Por esse motivo, quero destacar nesta nossa primeira conversa aqui neste blogue um primeiro (falaremos em outras ocasiões de outros) e interessante espaço cultural oferecido pela metrópole, bem como sua programação de reconhecimento internacional.
Trata-se do Centro Cultural Banco do Brasil. Localizado no no. 112 da rua Álvares Penteado, entre as estações Sé e São Bento do metrô, no coração do centro antigo da cidade, o espaço ocupa um charmosíssimo prédio art nouveau dos anos 20. Pisos com mosaicos de pastilhas, teto com vitrais cor de âmbar e elementos decorativos da mitologia grega, são apenas alguns dos aspectos arquitetônicos responsáveis pela elegância do imóvel.
Sua programação eclética é composta por música, teatro, cinema, artes visuais, atividades lúdicas, contação de histórias, cursos e palestras. As artes plásticas têm tido enorme visibilidade, como aconteceu ano passado com a exposição do Impressionismo Francês, cedida pelo Museu d’Orsay, que atraiu mais de 200 mil visitantes.
Mas o cinema talvez seja o verdadeiro carro-chefe do CCBB. A programação alterna mostras sobre diretores mais conhecidos, como Hitchcock, Bergman e Bertolucci, e diretores cult, às vezes pouco conhecidos entre nós. Nesta última categoria, sobretudo, se inscrevem exibições de cinematografias completas, acompanhadas de palestras, cursos, debates, edição de catálagos (alguns dos quais com o valor de livros) e, não raro, a presença dos próprios diretores.
Desse modo, nos últimos anos, o CCBB realizou retrospectivas completas, entre tantos outros, de Agnès Varda, Chantal Akerman, Tsai Ming-Liang, Monika Treut, Luc Moullet, Alain Resnais, Robert Altman, Léa Pool. Agora, em fevereiro, acabou de acontecer uma mostra com mais de 40 filmes de um dos gênios do cinema experimental, o lituano Jonas Mekas.
Além de diretores consagrados, o espaço tem destacado também filmes de cinematografias com pouco espaço no cinema comercial, como a produção indiana, turca, escandinava, georgiana e até vietnamita. Some-se a isso as excepcionais curadorias orientadas por professores da USP, da UFRJ e uma série de jovens críticos oriundos da Sorbonne.
E o público? Constituído sobretudo por cinéfilos de meia idade e idosos, além de alguns jovens, às vezes estudantes de cinema, é um público que abre os olhos para a tela como o crente abre seu breviário. O espaço proíbe o consumo de qualqeur tipo de alimento dentro da sala. Se algum desavisado, no entanto, ousar farfalhar um papel de bala, será no mesmo instante reprimido em coro pelos espectadores.

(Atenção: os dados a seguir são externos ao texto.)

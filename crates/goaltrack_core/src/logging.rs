//! Core logging bootstrap and safety policy.
//!
//! # Responsibility
//! - Initialize file-based rolling logs exactly once per process.
//! - Emit stable, metadata-only diagnostic events from core.
//!
//! # Invariants
//! - Logging init is idempotent for the same level and directory.
//! - Re-initialization with a different level or directory is rejected.
//! - Goal titles and descriptions never reach log files; events carry ids
//!   and counts only.

use flexi_logger::{Cleanup, Criterion, FileSpec, Logger, LoggerHandle, Naming, WriteMode};
use log::{error, info};
use once_cell::sync::OnceCell;
use std::error::Error;
use std::fmt::{Display, Formatter};
use std::path::{Path, PathBuf};

const LOG_FILE_BASENAME: &str = "goaltrack";
const MAX_LOG_FILE_SIZE_BYTES: u64 = 10 * 1024 * 1024;
const MAX_LOG_FILES: usize = 5;
const MAX_PANIC_PAYLOAD_CHARS: usize = 160;

static LOGGING_STATE: OnceCell<LoggingState> = OnceCell::new();
static PANIC_HOOK_INSTALLED: OnceCell<()> = OnceCell::new();

struct LoggingState {
    level: &'static str,
    log_dir: PathBuf,
    _logger: LoggerHandle,
}

#[derive(Debug, Clone, PartialEq, Eq)]
pub enum LoggingError {
    UnsupportedLevel(String),
    InvalidDirectory(String),
    /// Logging is already active with a different level or directory.
    Conflict(String),
    Backend(String),
}

impl Display for LoggingError {
    fn fmt(&self, f: &mut Formatter<'_>) -> std::fmt::Result {
        match self {
            Self::UnsupportedLevel(level) => write!(
                f,
                "unsupported log level `{level}`; expected trace|debug|info|warn|error"
            ),
            Self::InvalidDirectory(message) => write!(f, "invalid log directory: {message}"),
            Self::Conflict(message) => write!(f, "{message}"),
            Self::Backend(message) => write!(f, "logger backend failed: {message}"),
        }
    }
}

impl Error for LoggingError {}

/// Initializes rolling file logs under `log_dir`.
///
/// # Invariants
/// - Calling this function repeatedly with the same arguments is a no-op.
/// - Initialization never panics.
///
/// # Errors
/// - `UnsupportedLevel` for levels outside trace|debug|info|warn|error.
/// - `InvalidDirectory` when `log_dir` is not absolute or cannot be created.
/// - `Conflict` when logging is already active with other settings.
/// - `Backend` when flexi_logger fails to start.
pub fn init_logging(level: &str, log_dir: &Path) -> Result<(), LoggingError> {
    let normalized_level = normalize_level(level)?;
    let normalized_dir = normalize_log_dir(log_dir)?;

    if let Some(state) = LOGGING_STATE.get() {
        return ensure_same_config(state, normalized_level, &normalized_dir);
    }

    let init_dir = normalized_dir.clone();
    let state = LOGGING_STATE.get_or_try_init(|| -> Result<LoggingState, LoggingError> {
        std::fs::create_dir_all(&init_dir).map_err(|err| {
            LoggingError::InvalidDirectory(format!(
                "failed to create `{}`: {err}",
                init_dir.display()
            ))
        })?;

        let logger = Logger::try_with_str(normalized_level)
            .map_err(|err| LoggingError::Backend(err.to_string()))?
            .log_to_file(
                FileSpec::default()
                    .directory(init_dir.as_path())
                    .basename(LOG_FILE_BASENAME),
            )
            .rotate(
                Criterion::Size(MAX_LOG_FILE_SIZE_BYTES),
                Naming::Numbers,
                Cleanup::KeepLogFiles(MAX_LOG_FILES),
            )
            .write_mode(WriteMode::BufferAndFlush)
            .append()
            // [YYYY-MM-DD HH:MM:SS.ffffff TZ] LEVEL [module] file:line: message
            .format_for_files(flexi_logger::detailed_format)
            .start()
            .map_err(|err| LoggingError::Backend(err.to_string()))?;

        install_panic_hook_once();

        info!(
            "event=app_start module=core status=ok platform={} build_mode={} version={}",
            std::env::consts::OS,
            build_mode(),
            env!("CARGO_PKG_VERSION")
        );
        info!(
            "event=logging_init module=core status=ok level={} log_dir={}",
            normalized_level,
            init_dir.display()
        );

        Ok(LoggingState {
            level: normalized_level,
            log_dir: init_dir,
            _logger: logger,
        })
    })?;

    ensure_same_config(state, normalized_level, &normalized_dir)
}

/// Returns `(level, log_dir)` of the active logger, or `None` before init.
pub fn logging_status() -> Option<(&'static str, PathBuf)> {
    LOGGING_STATE
        .get()
        .map(|state| (state.level, state.log_dir.clone()))
}

/// Default level for the current build: `debug` in debug builds, `info` otherwise.
pub fn default_log_level() -> &'static str {
    if cfg!(debug_assertions) {
        "debug"
    } else {
        "info"
    }
}

fn ensure_same_config(
    state: &LoggingState,
    level: &'static str,
    log_dir: &Path,
) -> Result<(), LoggingError> {
    if state.log_dir != log_dir {
        return Err(LoggingError::Conflict(format!(
            "logging already initialized at `{}`; refusing to switch to `{}`",
            state.log_dir.display(),
            log_dir.display()
        )));
    }
    if state.level != level {
        return Err(LoggingError::Conflict(format!(
            "logging already initialized with level `{}`; refusing to switch to `{}`",
            state.level, level
        )));
    }
    Ok(())
}

fn normalize_level(level: &str) -> Result<&'static str, LoggingError> {
    match level.trim().to_ascii_lowercase().as_str() {
        "trace" => Ok("trace"),
        "debug" => Ok("debug"),
        "info" => Ok("info"),
        "warn" | "warning" => Ok("warn"),
        "error" => Ok("error"),
        other => Err(LoggingError::UnsupportedLevel(other.to_string())),
    }
}

fn normalize_log_dir(log_dir: &Path) -> Result<PathBuf, LoggingError> {
    if log_dir.as_os_str().is_empty() {
        return Err(LoggingError::InvalidDirectory(
            "path cannot be empty".to_string(),
        ));
    }
    if !log_dir.is_absolute() {
        return Err(LoggingError::InvalidDirectory(format!(
            "path must be absolute, got `{}`",
            log_dir.display()
        )));
    }
    Ok(log_dir.to_path_buf())
}

fn build_mode() -> &'static str {
    if cfg!(debug_assertions) {
        "debug"
    } else {
        "release"
    }
}

fn install_panic_hook_once() {
    if PANIC_HOOK_INSTALLED.get().is_some() {
        return;
    }

    let previous_hook = std::panic::take_hook();
    std::panic::set_hook(Box::new(move |panic_info| {
        // Payloads may quote goal titles; keep them short and single-line.
        let location = panic_info
            .location()
            .map(|loc| format!("{}:{}", loc.file(), loc.line()))
            .unwrap_or_else(|| "unknown".to_string());
        let payload = panic_payload_summary(panic_info);
        error!(
            "event=panic_captured module=core status=error location={} payload={}",
            location, payload
        );
        previous_hook(panic_info);
    }));

    let _ = PANIC_HOOK_INSTALLED.set(());
}

fn panic_payload_summary(info: &std::panic::PanicHookInfo<'_>) -> String {
    let payload = if let Some(message) = info.payload().downcast_ref::<&str>() {
        (*message).to_string()
    } else if let Some(message) = info.payload().downcast_ref::<String>() {
        message.clone()
    } else {
        "non-string panic payload".to_string()
    };

    sanitize_message(&payload, MAX_PANIC_PAYLOAD_CHARS)
}

fn sanitize_message(value: &str, max_chars: usize) -> String {
    let normalized = value.replace(['\n', '\r'], " ");
    let mut truncated = normalized.chars().take(max_chars).collect::<String>();
    if normalized.chars().count() > max_chars {
        truncated.push_str("...");
    }
    truncated
}
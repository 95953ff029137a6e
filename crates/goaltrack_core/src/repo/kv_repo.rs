//! String-keyed store contracts and implementations.
//!
//! # Responsibility
//! - Provide a minimal get/set API over durable text values.
//! - Keep SQL details inside the core persistence boundary.
//!
//! # Invariants
//! - `set` replaces any prior value for the key.
//! - SQLite-backed stores refuse connections that were not migrated.

use crate::db::{schema_status, DbError};
use rusqlite::{params, Connection, OptionalExtension};
use std::collections::BTreeMap;
use std::error::Error;
use std::fmt::{Display, Formatter};
use std::sync::{Arc, Mutex, PoisonError};

const KV_TABLE: &str = "kv_entries";
const KV_REQUIRED_COLUMNS: &[&str] = &["key", "value", "updated_at"];

pub type RepoResult<T> = Result<T, RepoError>;

/// Repository error for key-value persistence and goal encoding.
#[derive(Debug)]
pub enum RepoError {
    Db(DbError),
    Codec(serde_json::Error),
    UninitializedConnection {
        expected_version: u32,
        actual_version: u32,
    },
    MissingRequiredTable(&'static str),
    MissingRequiredColumn {
        table: &'static str,
        column: &'static str,
    },
}

impl Display for RepoError {
    fn fmt(&self, f: &mut Formatter<'_>) -> std::fmt::Result {
        match self {
            Self::Db(err) => write!(f, "{err}"),
            Self::Codec(err) => write!(f, "goal state encoding failed: {err}"),
            Self::UninitializedConnection {
                expected_version,
                actual_version,
            } => write!(
                f,
                "connection schema version {actual_version} does not match expected {expected_version}; open it with open_db"
            ),
            Self::MissingRequiredTable(table) => write!(f, "required table `{table}` is missing"),
            Self::MissingRequiredColumn { table, column } => {
                write!(f, "required column `{table}.{column}` is missing")
            }
        }
    }
}

impl Error for RepoError {
    fn source(&self) -> Option<&(dyn Error + 'static)> {
        match self {
            Self::Db(err) => Some(err),
            Self::Codec(err) => Some(err),
            _ => None,
        }
    }
}

impl From<DbError> for RepoError {
    fn from(value: DbError) -> Self {
        Self::Db(value)
    }
}

impl From<rusqlite::Error> for RepoError {
    fn from(value: rusqlite::Error) -> Self {
        Self::Db(DbError::Sqlite(value))
    }
}

impl From<serde_json::Error> for RepoError {
    fn from(value: serde_json::Error) -> Self {
        Self::Codec(value)
    }
}

/// Durable string-keyed storage.
pub trait KeyValueStore {
    fn get(&self, key: &str) -> RepoResult<Option<String>>;
    fn set(&self, key: &str, value: &str) -> RepoResult<()>;
}

/// SQLite-backed key-value store.
///
/// Owns its connection so a goal store built on it can move across threads.
pub struct SqliteKeyValueStore {
    conn: Connection,
}

impl SqliteKeyValueStore {
    /// Wraps a connection produced by `open_db`/`open_db_in_memory`.
    ///
    /// # Errors
    /// - `UninitializedConnection` when migrations were not applied.
    /// - `MissingRequiredTable`/`MissingRequiredColumn` when the schema was
    ///   tampered with after migration.
    pub fn try_new(conn: Connection) -> RepoResult<Self> {
        let status = schema_status(&conn)?;
        if status.version < status.latest {
            return Err(RepoError::UninitializedConnection {
                expected_version: status.latest,
                actual_version: status.version,
            });
        }

        ensure_kv_schema(&conn)?;
        Ok(Self { conn })
    }

    pub fn connection(&self) -> &Connection {
        &self.conn
    }
}

impl KeyValueStore for SqliteKeyValueStore {
    fn get(&self, key: &str) -> RepoResult<Option<String>> {
        let value = self
            .conn
            .query_row(
                "SELECT value FROM kv_entries WHERE key = ?1;",
                [key],
                |row| row.get::<_, String>(0),
            )
            .optional()?;
        Ok(value)
    }

    fn set(&self, key: &str, value: &str) -> RepoResult<()> {
        self.conn.execute(
            "INSERT INTO kv_entries (key, value)
             VALUES (?1, ?2)
             ON CONFLICT(key) DO UPDATE SET
                value = excluded.value,
                updated_at = (strftime('%s', 'now') * 1000);",
            params![key, value],
        )?;
        Ok(())
    }
}

fn ensure_kv_schema(conn: &Connection) -> RepoResult<()> {
    let table_exists: i64 = conn.query_row(
        "SELECT EXISTS(
            SELECT 1 FROM sqlite_master WHERE type = 'table' AND name = ?1
        );",
        [KV_TABLE],
        |row| row.get(0),
    )?;
    if table_exists == 0 {
        return Err(RepoError::MissingRequiredTable(KV_TABLE));
    }

    let mut stmt = conn.prepare("SELECT name FROM pragma_table_info(?1);")?;
    let columns = stmt
        .query_map([KV_TABLE], |row| row.get::<_, String>(0))?
        .collect::<Result<Vec<_>, _>>()?;
    for &required in KV_REQUIRED_COLUMNS {
        if !columns.iter().any(|column| column.as_str() == required) {
            return Err(RepoError::MissingRequiredColumn {
                table: KV_TABLE,
                column: required,
            });
        }
    }

    Ok(())
}

/// In-memory key-value store; clones share the same map.
#[derive(Debug, Clone, Default)]
pub struct MemoryKeyValueStore {
    entries: Arc<Mutex<BTreeMap<String, String>>>,
}

impl MemoryKeyValueStore {
    pub fn new() -> Self {
        Self::default()
    }
}

impl KeyValueStore for MemoryKeyValueStore {
    fn get(&self, key: &str) -> RepoResult<Option<String>> {
        let entries = self.entries.lock().unwrap_or_else(PoisonError::into_inner);
        Ok(entries.get(key).cloned())
    }

    fn set(&self, key: &str, value: &str) -> RepoResult<()> {
        let mut entries = self.entries.lock().unwrap_or_else(PoisonError::into_inner);
        entries.insert(key.to_string(), value.to_string());
        Ok(())
    }
}
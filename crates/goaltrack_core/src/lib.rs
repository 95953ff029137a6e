//! Core domain logic for the goal tracker.
//! This crate is the single source of truth for goal lifecycle and daily
//! rollover invariants.

pub mod clock;
pub mod config;
pub mod db;
pub mod logging;
pub mod model;
pub mod notify;
pub mod repo;
pub mod service;

pub use clock::{Clock, ManualClock, SystemClock};
pub use config::{ConfigError, TrackerConfig};
pub use logging::{default_log_level, init_logging, logging_status, LoggingError};
pub use model::goal::{CompletionRecord, Goal, GoalId, GoalValidationError, GoalView, NewGoal};
pub use notify::{LogNotifier, Notifier, NotifyError, Reminder, REMINDER_TITLE};
pub use repo::goal_codec::{GoalPersistence, KvGoalPersistence, GOALS_KEY, ROLLOVER_MARKER_KEY};
pub use repo::kv_repo::{
    KeyValueStore, MemoryKeyValueStore, RepoError, RepoResult, SqliteKeyValueStore,
};
pub use service::goal_store::{
    GoalStore, RolloverOutcome, RolloverPolicy, StoreError, StoreResult,
};
pub use service::rollover_scheduler::{
    RolloverHandle, RolloverScheduler, SharedGoalStore, DEFAULT_ROLLOVER_INTERVAL,
};

/// Returns the core crate version.
pub fn core_version() -> &'static str {
    env!("CARGO_PKG_VERSION")
}

#[cfg(test)]
mod tests {
    use super::core_version;

    #[test]
    fn version_is_not_empty() {
        assert!(!core_version().is_empty());
    }
}
//! `goaltrack` command-line entry point.
//!
//! # Responsibility
//! - Resolve configuration, open the goal database, run the startup
//!   rollover check and dispatch one subcommand.
//! - Enforce presentation rules the core leaves to callers (expired goals
//!   cannot be toggled).

mod cli;
mod terminal;

use anyhow::{Context, Result};
use clap::Parser;
use cli::{Cli, Command};
use goaltrack_core::db::open_db;
use goaltrack_core::{
    core_version, init_logging, GoalId, GoalStore, KvGoalPersistence, NewGoal, RolloverOutcome,
    RolloverScheduler, SqliteKeyValueStore, SystemClock, TrackerConfig,
};
use log::{info, warn};
use std::sync::{Arc, Mutex};
use std::time::Duration;
use terminal::{ensure_toggleable, render_goal, TerminalNotifier};

type CliStore = GoalStore<KvGoalPersistence<SqliteKeyValueStore>, TerminalNotifier, SystemClock>;

const MIN_ID_PREFIX_LEN: usize = 4;

fn main() -> Result<()> {
    let cli = Cli::parse();
    let config = resolve_config(&cli)?;

    if let Some(log_dir) = config.log_dir.as_deref() {
        init_logging(&config.log_level, log_dir).context("failed to initialize logging")?;
    }
    info!(
        "event=cli_start module=cli status=ok core_version={}",
        core_version()
    );

    let conn = open_db(&config.db_path)
        .with_context(|| format!("failed to open {}", config.db_path.display()))?;
    let kv = SqliteKeyValueStore::try_new(conn)?;
    let mut store = GoalStore::open_with_policy(
        KvGoalPersistence::new(kv),
        TerminalNotifier,
        SystemClock,
        config.rollover_policy,
    );

    // Startup check; a failed save is retried by the next run.
    if let Err(err) = store.check_rollover() {
        warn!("event=rollover module=cli status=error error={}", err);
        eprintln!("warning: daily rollover failed: {err}");
    }

    match cli.command {
        Command::Add {
            title,
            description,
            end_date,
            daily,
        } => {
            let input = NewGoal::new(title, end_date)
                .description(description)
                .daily_reset(daily);
            let id = store.add_goal(input)?;
            println!("Added goal {id}");
        }
        Command::List => list_goals(&store),
        Command::Toggle { id } => {
            let id = resolve_id(&store, &id);
            let Some(view) = store.views().into_iter().find(|view| view.goal.id == id) else {
                println!("No goal matches {id}");
                return Ok(());
            };
            ensure_toggleable(&view)?;
            store.toggle_complete(&id)?;
            if let Some(goal) = store.get_goal(&id) {
                let state = if goal.is_completed_today { "done" } else { "not done" };
                println!("Marked \"{}\" {state} for today", goal.title);
            }
        }
        Command::Delete { id } => {
            let id = resolve_id(&store, &id);
            if store.delete_goal(&id)? {
                println!("Deleted goal {id}");
            } else {
                println!("No goal matches {id}");
            }
        }
        Command::Rollover => match store.check_rollover()? {
            RolloverOutcome::AlreadyApplied { date } => {
                println!("Rollover already applied for {date}");
            }
            RolloverOutcome::Applied {
                date,
                reset,
                reminded,
            } => println!("Rolled over to {date}: {reset} reset, {reminded} reminded"),
        },
        Command::Watch { interval_secs } => {
            let interval = interval_secs
                .map(Duration::from_secs)
                .unwrap_or(config.rollover_interval);
            watch(store, interval)?;
        }
    }

    Ok(())
}

fn resolve_config(cli: &Cli) -> Result<TrackerConfig> {
    let mut config = TrackerConfig::from_env()?;
    if let Some(db) = &cli.db {
        config.db_path = db.clone();
    }
    if let Some(log_dir) = &cli.log_dir {
        config.log_dir = Some(log_dir.clone());
    }
    if let Some(level) = &cli.log_level {
        config.log_level = level.clone();
    }
    if let Some(policy) = cli.reset_scope {
        config.rollover_policy = policy;
    }
    Ok(config)
}

fn list_goals(store: &CliStore) {
    let views = store.views();
    if views.is_empty() {
        println!("No goals added yet. Start with `goaltrack add`.");
        return;
    }
    for view in &views {
        println!("{}", render_goal(view));
    }
}

/// Accepts a full id or an unambiguous prefix of at least four characters.
///
/// Unknown input is passed through unchanged so the store treats it as a
/// no-op.
fn resolve_id(store: &CliStore, raw: &str) -> GoalId {
    let raw = raw.trim();
    let exact = GoalId::from(raw);
    if store.get_goal(&exact).is_some() || raw.chars().count() < MIN_ID_PREFIX_LEN {
        return exact;
    }

    let mut matches = store
        .goals()
        .iter()
        .filter(|goal| goal.id.as_str().starts_with(raw));
    match (matches.next(), matches.next()) {
        (Some(goal), None) => goal.id.clone(),
        _ => exact,
    }
}

fn watch(store: CliStore, interval: Duration) -> Result<()> {
    let runtime = tokio::runtime::Builder::new_current_thread()
        .enable_all()
        .build()
        .context("failed to start runtime")?;

    runtime.block_on(async move {
        let store = Arc::new(Mutex::new(store));
        let scheduler = RolloverScheduler::new(interval);
        println!(
            "Watching for a new day every {}s; press Ctrl-C to stop",
            scheduler.interval().as_secs()
        );
        let handle = scheduler.start(store);

        let signal = tokio::signal::ctrl_c().await;
        handle.stop().await;
        signal.context("failed to listen for Ctrl-C")
    })
}
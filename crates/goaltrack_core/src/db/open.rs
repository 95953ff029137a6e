//! Connection bootstrap utilities for SQLite.
//!
//! # Responsibility
//! - Open file or in-memory SQLite connections for goal state.
//! - Trigger schema migrations before returning a usable connection.
//!
//! # Invariants
//! - Returned connections have migrations fully applied.
//! - Parent directories of a file database are created on demand.

use super::migrations::apply_migrations;
use super::DbResult;
use log::{error, info, warn};
use rusqlite::Connection;
use std::path::Path;
use std::time::{Duration, Instant};

/// Opens a SQLite database file and applies all pending migrations.
///
/// # Side effects
/// - Creates missing parent directories.
/// - Emits `db_open` logging events with duration and status.
pub fn open_db(path: impl AsRef<Path>) -> DbResult<Connection> {
    let path = path.as_ref();
    let started_at = Instant::now();
    info!("event=db_open module=db status=start mode=file");

    if let Some(parent) = path.parent().filter(|parent| !parent.as_os_str().is_empty()) {
        // A failed mkdir surfaces as the open error below.
        if let Err(err) = std::fs::create_dir_all(parent) {
            warn!(
                "event=db_open module=db status=warn mode=file error_code=db_dir_create_failed error={}",
                err
            );
        }
    }

    let conn = match Connection::open(path) {
        Ok(conn) => conn,
        Err(err) => {
            error!(
                "event=db_open module=db status=error mode=file duration_ms={} error_code=db_open_failed error={}",
                started_at.elapsed().as_millis(),
                err
            );
            return Err(err.into());
        }
    };

    finish_open(conn, "file", started_at)
}

/// Opens an in-memory SQLite database and applies all pending migrations.
///
/// Used for ephemeral sessions and tests; state is lost when the connection
/// is dropped.
pub fn open_db_in_memory() -> DbResult<Connection> {
    let started_at = Instant::now();
    info!("event=db_open module=db status=start mode=memory");

    let conn = match Connection::open_in_memory() {
        Ok(conn) => conn,
        Err(err) => {
            error!(
                "event=db_open module=db status=error mode=memory duration_ms={} error_code=db_open_failed error={}",
                started_at.elapsed().as_millis(),
                err
            );
            return Err(err.into());
        }
    };

    finish_open(conn, "memory", started_at)
}

fn finish_open(mut conn: Connection, mode: &str, started_at: Instant) -> DbResult<Connection> {
    match bootstrap_connection(&mut conn) {
        Ok(()) => {
            info!(
                "event=db_open module=db status=ok mode={} duration_ms={}",
                mode,
                started_at.elapsed().as_millis()
            );
            Ok(conn)
        }
        Err(err) => {
            error!(
                "event=db_open module=db status=error mode={} duration_ms={} error_code=db_bootstrap_failed error={}",
                mode,
                started_at.elapsed().as_millis(),
                err
            );
            Err(err)
        }
    }
}

fn bootstrap_connection(conn: &mut Connection) -> DbResult<()> {
    conn.busy_timeout(Duration::from_secs(5))?;
    apply_migrations(conn)?;
    Ok(())
}
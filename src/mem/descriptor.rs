use crate::types::{BucketId, HeapPtr};
use std::collections::HashMap;
use std::hash::BuildHasherDefault;
use zwohash::ZwoHasher;

#[derive(Debug, Copy, Clone, PartialEq, Eq)]
pub(crate) enum Prev {
    /// First node of the bucket's list
    Head(BucketId),
    Node(HeapPtr),
}

#[derive(Debug, Copy, Clone, PartialEq, Eq)]
pub(crate) struct FreeLinks {
    pub prev: Prev,
    pub succ: Option<HeapPtr>,
}

#[derive(Debug, Copy, Clone, PartialEq, Eq)]
pub(crate) enum BlockDescriptor {
    Free(FreeLinks),
    Allocated { requested: usize },
}

/// Out-of-band metadata for every live block, keyed by block start.
///
/// Free-list links are kept here instead of inside the free block's payload, so a block that was
/// handed to a caller can never be reached through a bucket list.
#[derive(Default)]
pub(crate) struct DescriptorArena {
    descriptors: HashMap<HeapPtr, BlockDescriptor, BuildHasherDefault<ZwoHasher>>,
}

impl DescriptorArena {
    pub fn clear(&mut self) {
        self.descriptors.clear();
    }

    pub fn len(&self) -> usize {
        self.descriptors.len()
    }

    pub fn get(&self, block: HeapPtr) -> Option<BlockDescriptor> {
        self.descriptors.get(&block).copied()
    }

    pub fn set(&mut self, block: HeapPtr, descriptor: BlockDescriptor) {
        self.descriptors.insert(block, descriptor);
    }

    pub fn take(&mut self, block: HeapPtr) -> Option<BlockDescriptor> {
        self.descriptors.remove(&block)
    }

    pub fn free_links(&self, block: HeapPtr) -> FreeLinks {
        match self.descriptors.get(&block) {
            Some(BlockDescriptor::Free(links)) => *links,
            _ => unreachable!("Block {} is not free", block),
        }
    }

    pub fn free_links_mut(&mut self, block: HeapPtr) -> &mut FreeLinks {
        match self.descriptors.get_mut(&block) {
            Some(BlockDescriptor::Free(links)) => links,
            _ => unreachable!("Block {} is not free", block),
        }
    }
}

#[cfg(test)]
mod tests {
    use crate::mem::descriptor::{BlockDescriptor, DescriptorArena, FreeLinks, Prev};

    #[test]
    fn tagged_descriptors_work_fine() {
        let mut arena = DescriptorArena::default();

        arena.set(
            0,
            BlockDescriptor::Free(FreeLinks {
                prev: Prev::Head(2),
                succ: None,
            }),
        );
        arena.set(32, BlockDescriptor::Allocated { requested: 10 });
        assert_eq!(arena.len(), 2);

        arena.free_links_mut(0).succ = Some(64);
        assert_eq!(arena.free_links(0).succ, Some(64));
        assert_eq!(arena.free_links(0).prev, Prev::Head(2));

        assert_eq!(
            arena.take(32),
            Some(BlockDescriptor::Allocated { requested: 10 })
        );
        assert_eq!(arena.get(32), None);

        arena.clear();
        assert_eq!(arena.len(), 0);
    }

    #[test]
    #[should_panic]
    fn allocated_blocks_have_no_links() {
        let mut arena = DescriptorArena::default();
        arena.set(32, BlockDescriptor::Allocated { requested: 10 });

        arena.free_links(32);
    }
}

Neura? Esnobismo? Gratuidade? Implicância? Nada disso. Apenas atenção de um público honesto para quem o silêncio, em qualquer obra de arte, não é silêncio, é eloquência. E para quem o tempo dispensado para a apreciação de um filme não é nunca um tempo de entretenimento, mas um tempo da percepção, da reflexão, da reelaboração do olhar sobre o semelhante e o mundo que nos cerca.
Competência dos curadores, excelência de programação, maturidade do público e educação dos funcionários, são fatores que permitem aos espaços de cinema do Centro Cultural Banco do Brasil de São Paulo, Rio e Brasília ombrear com o melhor dos cineclubes de Nova Iorque, Londres, Paris e Berlim, e cumprir a função principal a que se destina o cinema de arte: criar um público inteligente e crítico capaz de refletir e problematizar sobre a condição humana e a dialética do homem com o mundo.
Esse espaço magnífico apenas não recebe destaque maior nas avaliações frequentemente aparecidas em jornais e outros órgãos de imprensa, porque os “críticos” que avaliam as salas de cinema em São Paulo estão sempre mais interessados no espaço entre as poltronas e nas guloseimas da bombonière do que na programação!
Se você não frequenta o CCBB, seja bem-vindo a esse (com perdão pelo clichê) oásis de sofisticação e excelência na cidade de São Paulo.
Em tempo: até o dia 17 de março, o CCBB dá continuidade à mostra MONDO TARANTINO, em homenagem aos 50 anos do cineasta Quentin Tarantino. Todos os filmes têm entrada franca.